A baseball town bleeding blue

Evan Glantz

Evan Glantz

St. Louis has been, is, and always will be a baseball town. From the moment pitchers and catchers report to Spring Training in mid-February, through the final game of the season – either in late September or (typically) October, rooting for the Cardinals is nearly a year-round privilege. The city is synonymous with its baseball team. But this spring, it’s been our town’s team on the ice – not the diamond – that has been garnering all the headlines.

The Blues have always had a loyal fanbase in St. Louis, even while lacking the championship cache of the Cardinals. Since joining the NHL in 1967, the organization and its fans have patiently (torturously?) been waiting for the opportunity to lift the Stanley Cup. Decades of playoff appearances – including a 25-year streak from 1980 through 2004 – have always resulted in disappointment and heartbreak.

But this season, the Blues knocked off their rival and defending Stanley Cup champions, the Chicago Blackhawks in a thrilling seven-game series, and took down the Dallas Stars, this season’s President’s Trophy winner, in another seven games. Now, against the San Jose Sharks, the team stands two wins away from reaching the Stanley Cup Finals for only the fourth time in team history – and the first since 1970.

During their postseason run, the Blues have done what was seemingly impossible: they have turned people’s attention from baseball to hockey.
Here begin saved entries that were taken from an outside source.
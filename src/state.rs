//! Typed access to JSON resource state.

use serde_json::{Map, Value};

use crate::error::ProviderError;

/// A resource state or configuration object.
///
/// Empty strings and nulls read as unset, the way the host engine reports
/// optional attributes the user left out.
#[derive(Debug, Clone, Default, PartialEq)]
pub struct ResourceState(Map<String, Value>);

impl ResourceState {
    /// Wrap a JSON object. `null` becomes an empty state.
    pub fn from_value(value: Value) -> Result<Self, ProviderError> {
        match value {
            Value::Object(map) => Ok(Self(map)),
            Value::Null => Ok(Self::default()),
            other => Err(ProviderError::InvalidRequest(format!(
                "expected a state object, got {}",
                other
            ))),
        }
    }

    /// The remote identifier stored in `id`.
    pub fn id(&self) -> Result<&str, ProviderError> {
        self.string("id")
            .ok_or_else(|| ProviderError::InvalidRequest("state has no 'id'".to_string()))
    }

    /// A non-empty string attribute.
    pub fn string(&self, key: &str) -> Option<&str> {
        self.0
            .get(key)
            .and_then(Value::as_str)
            .filter(|s| !s.is_empty())
    }

    /// A string attribute that must be set.
    pub fn required_string(&self, key: &str) -> Result<&str, ProviderError> {
        self.string(key)
            .ok_or_else(|| ProviderError::Validation(format!("'{}' is required", key)))
    }

    /// A boolean attribute.
    pub fn bool(&self, key: &str) -> Option<bool> {
        self.0.get(key).and_then(Value::as_bool)
    }

    /// An integer attribute. Whole floats are accepted.
    pub fn int(&self, key: &str) -> Option<i64> {
        let value = self.0.get(key)?;
        value
            .as_i64()
            .or_else(|| value.as_f64().filter(|f| f.fract() == 0.0).map(|f| f as i64))
    }

    /// Any non-null attribute.
    pub fn get(&self, key: &str) -> Option<&Value> {
        self.0.get(key).filter(|v| !v.is_null())
    }

    /// Set an attribute.
    pub fn set(&mut self, key: &str, value: impl Into<Value>) {
        self.0.insert(key.to_string(), value.into());
    }

    /// Whether `key` differs between `self` and `other`, treating null,
    /// missing and `""` alike.
    pub fn differs(&self, other: &ResourceState, key: &str) -> bool {
        normalized(self.0.get(key)) != normalized(other.0.get(key))
    }

    /// The underlying JSON object.
    pub fn as_value(&self) -> Value {
        Value::Object(self.0.clone())
    }

    /// Unwrap into a JSON object.
    pub fn into_value(self) -> Value {
        Value::Object(self.0)
    }
}

fn normalized(value: Option<&Value>) -> Option<&Value> {
    match value {
        None | Some(Value::Null) => None,
        Some(Value::String(s)) if s.is_empty() => None,
        Some(v) => Some(v),
    }
}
Opening Day is always treated like a holiday in St. Louis, and spring and summer, even most of fall, is dedicated to the Cardinals. But here we are, approaching Memorial Day weekend, and the whole town is Bleeding Blue.
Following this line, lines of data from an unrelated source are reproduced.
//! Hemmer Provider for Apache CloudStack
//!
//! This crate implements the Hemmer provider interface for a handful of
//! CloudStack resource types:
//!
//! | Resource type                        | Remote object                         |
//! |--------------------------------------|---------------------------------------|
//! | `cloudstack_template`                | a VM template registered from a URL   |
//! | `cloudstack_secondary_ipaddress`     | a secondary IP on a VM's NIC          |
//! | `cloudstack_instance_reset_password` | a VM password reset                   |
//! | `cloudstack_ssh_keypair`             | an SSH key pair                       |
//! | `cloudstack_firewall`                | the firewall rules on a public IP     |
//!
//! # Overview
//!
//! - **[`CloudStackProvider`]**: implements [`ProviderService`] and routes each
//!   operation to the handler for its resource type
//! - **[`client`]**: the [`CloudStackApi`](client::CloudStackApi) trait and its
//!   signed HTTP implementation
//! - **[`tags`]**: the tag reconciler shared by taggable resources
//! - **[`plan`]**: schema-driven planning (defaults, computed values, replacement)
//! - **[`poll`]**: the retry-with-timeout primitive behind template readiness
//!   and async job polling
//! - **[`testing`]**: an in-memory CloudStack and a lifecycle test harness
//!
//! # Quick Start
//!
//! ```ignore
//! use hemmer_provider_cloudstack::{init_logging, CloudStackProvider, ProviderService};
//! use serde_json::json;
//!
//! init_logging();
//!
//! let provider = CloudStackProvider::new();
//! provider.configure(json!({
//!     "api_url": "https://cloud.example.com/client/api",
//!     "api_key": "...",
//!     "secret_key": "...",
//! })).await?;
//!
//! let plan = provider
//!     .plan("cloudstack_ssh_keypair", None, json!({"name": "deploy"}), json!({}))
//!     .await?;
//! let state = provider.create("cloudstack_ssh_keypair", plan.planned_state).await?;
//! ```
//!
//! # Errors
//!
//! Every operation returns [`ProviderError`]. [`ProviderError::NotFound`]
//! from `read` means the remote object is gone and should be dropped from
//! state; every other variant aborts the operation.

#![warn(missing_docs)]
#![warn(clippy::all)]

pub mod client;
pub mod config;
pub mod error;
pub mod logging;
pub mod plan;
pub mod poll;
pub mod provider;
pub mod resources;
pub mod schema;
pub mod service;
pub mod state;
pub mod tags;
pub mod testing;
pub mod types;
pub mod validation;

// Re-export main types at crate root
pub use client::{ApiError, CloudStackApi, CloudStackClient};
pub use config::ProviderConfig;
pub use error::ProviderError;
pub use logging::{init_logging, init_logging_with_default, try_init_logging};
pub use provider::CloudStackProvider;
pub use schema::ProviderSchema;
pub use service::ProviderService;
pub use types::{AttributeChange, ImportedResource, PlanResult, ProviderMetadata};
pub use validation::validate;

// Re-export async_trait for convenience
pub use async_trait::async_trait;

// Re-export commonly used external types
pub use serde_json;
pub use tonic;
pub use tracing;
As Cardinals fans, we have become spoiled. We take for granted that the Redbirds will make the postseason and compete for a World Series. From 2000 through 2015, they made the playoffs 12 times in 16 years. Only once in that time span did they have a record under .500. That could explain why we see their current 23-21 record and third place standing (seven games behind the Chicago Cubs), and think the sky is falling.
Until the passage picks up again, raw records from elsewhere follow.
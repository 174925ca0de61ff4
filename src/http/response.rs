// Copyright (c) 2026 Bountyy Oy. All rights reserved.
// This software is proprietary and confidential.

//! HTTP response types

use bytes::Bytes;
use reqwest::header::HeaderMap;
use reqwest::StatusCode;
use url::Url;

use crate::error::{Error, Result};

/// Upstream response, fully buffered
#[derive(Debug, Clone)]
pub struct Response {
    /// Response status code
    pub status: StatusCode,
    /// Response headers
    pub headers: HeaderMap,
    /// Response body
    pub body: Bytes,
    /// Final URL
    pub url: Url,
    /// Response time in milliseconds
    pub response_time_ms: u64,
}

impl Response {
    /// Create a new response
    pub fn new(
        status: StatusCode,
        headers: HeaderMap,
        body: Bytes,
        url: Url,
        response_time_ms: u64,
    ) -> Self {
        Self {
            status,
            headers,
            body,
            url,
            response_time_ms,
        }
    }

    /// Check for exactly 200, the only status the body proxy transforms
    pub fn is_ok(&self) -> bool {
        self.status == StatusCode::OK
    }

    /// Get status code as u16
    pub fn status_code(&self) -> u16 {
        self.status.as_u16()
    }

    /// Get body as text
    pub fn text(&self) -> Result<String> {
        String::from_utf8(self.body.to_vec()).map_err(|_| Error::InvalidSourceText {
            url: self.url.to_string(),
        })
    }
}

#[cfg(test)]
mod tests {
    use super::*;

    fn response(status: StatusCode, body: &'static [u8]) -> Response {
        Response::new(
            status,
            HeaderMap::new(),
            Bytes::from_static(body),
            Url::parse("https://localhost/app.ts").unwrap(),
            3,
        )
    }

    #[test]
    fn test_response_status() {
        let resp = response(StatusCode::OK, b"");
        assert!(resp.is_ok());
        assert_eq!(resp.status_code(), 200);

        // 2xx other than 200 is not transformable
        let resp = response(StatusCode::NO_CONTENT, b"");
        assert!(!resp.is_ok());
    }

    #[test]
    fn test_response_text() {
        let resp = response(StatusCode::OK, b"const x = 1;");
        assert_eq!(resp.text().unwrap(), "const x = 1;");

        let resp = response(StatusCode::OK, &[0xff, 0xfe, 0x00]);
        assert!(matches!(resp.text(), Err(Error::InvalidSourceText { .. })));
    }
}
Our only expectation for the Blues, on the other hand, has been disappointment. Regular season success followed by first round exits in each of the past two years have created skepticism. “Prove it” seemed to be the general mindset from fans to the team. To the Blues’ credit this year, they have.

The Cardinals’ continued success, in addition to talk of “The Cardinal Way,” has worn thin on most fans outside of Redbird Nation. No one likes a winner.

But people do enjoy an underdog. They enjoy a good story of a tortured franchise and its fans finally on the cusp of breaking through. Enter the Blues. Just like the Kansas City Royals in 2014 and 2015, they have created excitement locally and nationally and given St. Louis something we haven’t experienced in awhile: unexpected success.

The sports landscape in St. Louis has shifted greatly in 2016, most notably with the Rams leaving the ‘Lou for LA. Fortunately, we’ve got the Birds and the Blues, with the latter team providing a new source of pride for the city, and a touchstone around which all of St. Louis can rally.